Husband-Slash-Boyfriend disappeared into his man-cave, shutting the door. The White Wabbit did her usual trick - stomping off down the hall. 

“One thousand and one…..One thousand and two….One thousand and three………..” she tip-toed back to the door and placed her listening ear against the wood. She could hear a jug boiling, and a printer printing paper?

H.S.B.: “Well, would you look at that……. I never knew about that”

She heard meowing sounds, and a loud clattering - like breaking china.

H.S.B.: “Get off, you over sized puff ball…. you’ve bloody well crashed my computer AGAIN!” 

ADAM (super expensive Rag doll cat with own passport) had been up to his usual tricks.

S.E.R.D.: “ Meow…..Meow ……THUMP……. PURRRRRRRRRRRRR PURRRRR  purrrrrrrr”

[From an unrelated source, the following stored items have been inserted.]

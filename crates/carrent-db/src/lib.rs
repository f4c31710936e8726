//! Carrent Database Layer
//!
//! PostgreSQL access for the booking core:
//!
//! - Connection pool management and migrations with sqlx
//! - Read repositories for vehicles, bookings, payments and users
//! - A transactional unit of work with vehicle row locks
//! - An in-memory marketplace implementing the same traits, used by tests

pub mod memory;
pub mod pool;
pub mod repositories;
pub mod unit_of_work;

pub use memory::InMemoryMarketplace;
pub use pool::{create_pool, run_migrations};
pub use repositories::*;
pub use unit_of_work::{PgTransactionManager, PgUnitOfWork};

// Re-export commonly used types
pub use carrent_core::{AppError, AppResult};
pub use sqlx::{PgPool, Postgres, Transaction};
//! Time-driven booking transitions
//!
//! Confirmed bookings start on their first rental day and ongoing bookings
//! complete the day after their last. Each booking moves in its own unit of
//! work; one failure does not stop the batch.

use carrent_core::{
    events::BookingEvent,
    models::{Booking, BookingStatus},
    traits::{BookingRepository, EventSink, TransactionManager},
    AppError, AppResult,
};
use chrono::NaiveDate;
use serde::Serialize;
use std::sync::Arc;
use tracing::{debug, info, instrument, warn};

use crate::booking_service::{abort, apply_transition, lock_live_booking};
use crate::notifications::publish_all;
use crate::state_machine::BookingTrigger;

/// Counts from one [`LifecycleService::advance`] pass
#[derive(Debug, Clone, Copy, Default, PartialEq, Eq, Serialize)]
pub struct LifecycleReport {
    pub started: usize,
    pub completed: usize,
    /// Bookings that errored or changed underneath the pass
    pub skipped: usize,
}

pub struct LifecycleService {
    transactions: Arc<dyn TransactionManager>,
    bookings: Arc<dyn BookingRepository>,
    events: Arc<dyn EventSink>,
}

impl LifecycleService {
    pub fn new(
        transactions: Arc<dyn TransactionManager>,
        bookings: Arc<dyn BookingRepository>,
        events: Arc<dyn EventSink>,
    ) -> Self {
        Self {
            transactions,
            bookings,
            events,
        }
    }

    #[instrument(skip(self))]
    pub async fn advance(&self, today: NaiveDate) -> AppResult<LifecycleReport> {
        let mut report = LifecycleReport::default();

        for booking in self.bookings.list_due_for_start(today).await? {
            match self.step(booking.id, BookingTrigger::Start, today).await {
                Ok(true) => report.started += 1,
                Ok(false) => report.skipped += 1,
                Err(e) => {
                    warn!(booking_id = booking.id, error = %e, "Failed to start booking");
                    report.skipped += 1;
                }
            }
        }

        for booking in self.bookings.list_due_for_completion(today).await? {
            match self.step(booking.id, BookingTrigger::Complete, today).await {
                Ok(true) => report.completed += 1,
                Ok(false) => report.skipped += 1,
                Err(e) => {
                    warn!(booking_id = booking.id, error = %e, "Failed to complete booking");
                    report.skipped += 1;
                }
            }
        }

        if report.started + report.completed > 0 {
            info!(
                "Lifecycle pass for {}: {} started, {} completed, {} skipped",
                today, report.started, report.completed, report.skipped
            );
        }
        Ok(report)
    }

    /// Re-check the locked row; returns false when it is no longer due
    async fn step(&self, booking_id: i64, trigger: BookingTrigger, today: NaiveDate) -> AppResult<bool> {
        let mut uow = self.transactions.begin().await?;

        let result = async {
            let booking = lock_live_booking(uow.as_mut(), booking_id).await?;
            if !is_due(&booking, trigger, today) {
                debug!(booking_id, status = %booking.status, "Booking no longer due");
                return Ok(None);
            }
            let (_, event) = apply_transition(uow.as_mut(), booking, trigger, None).await?;
            Ok::<_, AppError>(Some(event))
        }
        .await;

        let event: Option<BookingEvent> = match result {
            Ok(event) => event,
            Err(e) => return abort(uow, e).await,
        };

        match event {
            Some(event) => {
                uow.commit().await?;
                publish_all(self.events.as_ref(), std::slice::from_ref(&event)).await;
                Ok(true)
            }
            None => {
                uow.rollback().await?;
                Ok(false)
            }
        }
    }
}

fn is_due(booking: &Booking, trigger: BookingTrigger, today: NaiveDate) -> bool {
    match trigger {
        BookingTrigger::Start => booking.status == BookingStatus::Confirmed && booking.start_date <= today,
        BookingTrigger::Complete => booking.status == BookingStatus::Ongoing && booking.end_date < today,
        _ => false,
    }
}

#[cfg(test)]
mod tests {
    use super::*;
    use carrent_core::models::{DateRange, NewBooking, PaymentMethod, PaymentStatus};
    use chrono::Utc;
    use rust_decimal::Decimal;

    fn booking(status: BookingStatus, start: u32, end: u32) -> Booking {
        NewBooking {
            renter_id: 1,
            vehicle_id: 1,
            range: DateRange::new(
                NaiveDate::from_ymd_opt(2025, 4, start).unwrap(),
                NaiveDate::from_ymd_opt(2025, 4, end).unwrap(),
            ),
            total_amount: Decimal::ZERO,
            status,
            payment_method: PaymentMethod::Visa,
            payment_status: PaymentStatus::Paid,
            pickup_location: String::new(),
            dropoff_location: String::new(),
            special_requests: None,
        }
        .into_booking(1, Utc::now())
    }

    #[test]
    fn test_is_due() {
        let today = NaiveDate::from_ymd_opt(2025, 4, 10).unwrap();

        assert!(is_due(&booking(BookingStatus::Confirmed, 10, 12), BookingTrigger::Start, today));
        assert!(!is_due(&booking(BookingStatus::Confirmed, 11, 12), BookingTrigger::Start, today));
        assert!(!is_due(&booking(BookingStatus::Pending, 9, 12), BookingTrigger::Start, today));

        assert!(is_due(&booking(BookingStatus::Ongoing, 5, 9), BookingTrigger::Complete, today));
        // Last rental day is still in progress
        assert!(!is_due(&booking(BookingStatus::Ongoing, 5, 10), BookingTrigger::Complete, today));
    }
}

The White Wabbit could hear more flopping sounds. She knew what that cat was up to; he would have flopped on H.S.B's feet and given him the love eye. She would bet money on it!

H.S.B.: “ Who’s a handsome boy then?"

S.E.R.D.: “ m.e.o.w. purrrrrr purrrr.”

She was right! That cat could suck up to Attila-the-Hun.

H.S.B.: “You can come in if you like”

The White Wabbit found herself tumbling into his office as H.S.B. yanked open his door.

The cat with no shame was perched on his desk, drinking from H.S.B.'s tea cup.

H.S.B.: "he likes it!"

Husband-Slash-Boyfriend thrust a fresh cup at The White Wabit.

H.S.B.: “I reckon it will cure your lumbago......"

TWW: “ I haven’t got lumbago: I have inflammation in my lower back” she hiffed. "The doctor is giving me pills for it!"

H.S.B: “Get that down you and you won’t need the doctor. I've looked it up on the internet - it's bloody marvelous!"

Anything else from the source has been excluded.